Aim of the exercise:
Every line of the entries below that includes "usize" belongs in the answer, copied as written.

───── Dataset records

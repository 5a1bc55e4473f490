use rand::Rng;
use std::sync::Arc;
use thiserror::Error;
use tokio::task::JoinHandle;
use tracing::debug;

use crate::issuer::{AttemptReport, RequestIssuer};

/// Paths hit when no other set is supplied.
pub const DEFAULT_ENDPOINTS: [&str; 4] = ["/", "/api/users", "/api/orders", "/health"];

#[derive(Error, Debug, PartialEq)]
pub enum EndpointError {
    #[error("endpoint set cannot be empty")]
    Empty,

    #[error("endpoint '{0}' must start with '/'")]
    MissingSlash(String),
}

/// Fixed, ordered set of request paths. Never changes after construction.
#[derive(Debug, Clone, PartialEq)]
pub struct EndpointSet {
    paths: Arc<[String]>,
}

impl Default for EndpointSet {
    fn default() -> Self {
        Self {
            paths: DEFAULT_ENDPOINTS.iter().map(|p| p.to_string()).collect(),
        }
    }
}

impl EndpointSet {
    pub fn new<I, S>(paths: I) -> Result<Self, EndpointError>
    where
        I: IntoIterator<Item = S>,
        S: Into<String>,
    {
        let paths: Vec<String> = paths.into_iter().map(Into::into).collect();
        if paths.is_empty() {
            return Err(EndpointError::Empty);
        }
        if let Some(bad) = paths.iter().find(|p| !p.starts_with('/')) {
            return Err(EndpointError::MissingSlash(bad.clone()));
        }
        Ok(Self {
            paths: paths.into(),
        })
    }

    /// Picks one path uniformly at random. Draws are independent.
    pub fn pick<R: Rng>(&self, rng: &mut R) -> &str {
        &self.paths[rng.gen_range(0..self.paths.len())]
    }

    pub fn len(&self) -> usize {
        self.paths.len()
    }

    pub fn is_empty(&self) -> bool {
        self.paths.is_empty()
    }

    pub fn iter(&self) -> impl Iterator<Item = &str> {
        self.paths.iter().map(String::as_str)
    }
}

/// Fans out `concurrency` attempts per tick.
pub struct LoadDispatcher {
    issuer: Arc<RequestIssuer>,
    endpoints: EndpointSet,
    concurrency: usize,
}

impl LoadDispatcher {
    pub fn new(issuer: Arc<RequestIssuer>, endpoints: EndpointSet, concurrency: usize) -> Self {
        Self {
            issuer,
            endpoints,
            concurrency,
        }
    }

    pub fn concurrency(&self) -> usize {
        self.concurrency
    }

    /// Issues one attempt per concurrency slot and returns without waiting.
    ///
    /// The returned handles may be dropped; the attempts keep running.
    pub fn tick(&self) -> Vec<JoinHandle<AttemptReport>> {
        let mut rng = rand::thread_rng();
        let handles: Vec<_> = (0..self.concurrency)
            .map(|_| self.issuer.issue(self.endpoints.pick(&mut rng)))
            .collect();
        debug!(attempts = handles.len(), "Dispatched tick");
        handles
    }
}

──────────

Solved problem:
    pub fn len(&self) -> usize {
    concurrency: usize,
    pub fn new(issuer: Arc<RequestIssuer>, endpoints: EndpointSet, concurrency: usize) -> Self {
    pub fn concurrency(&self) -> usize {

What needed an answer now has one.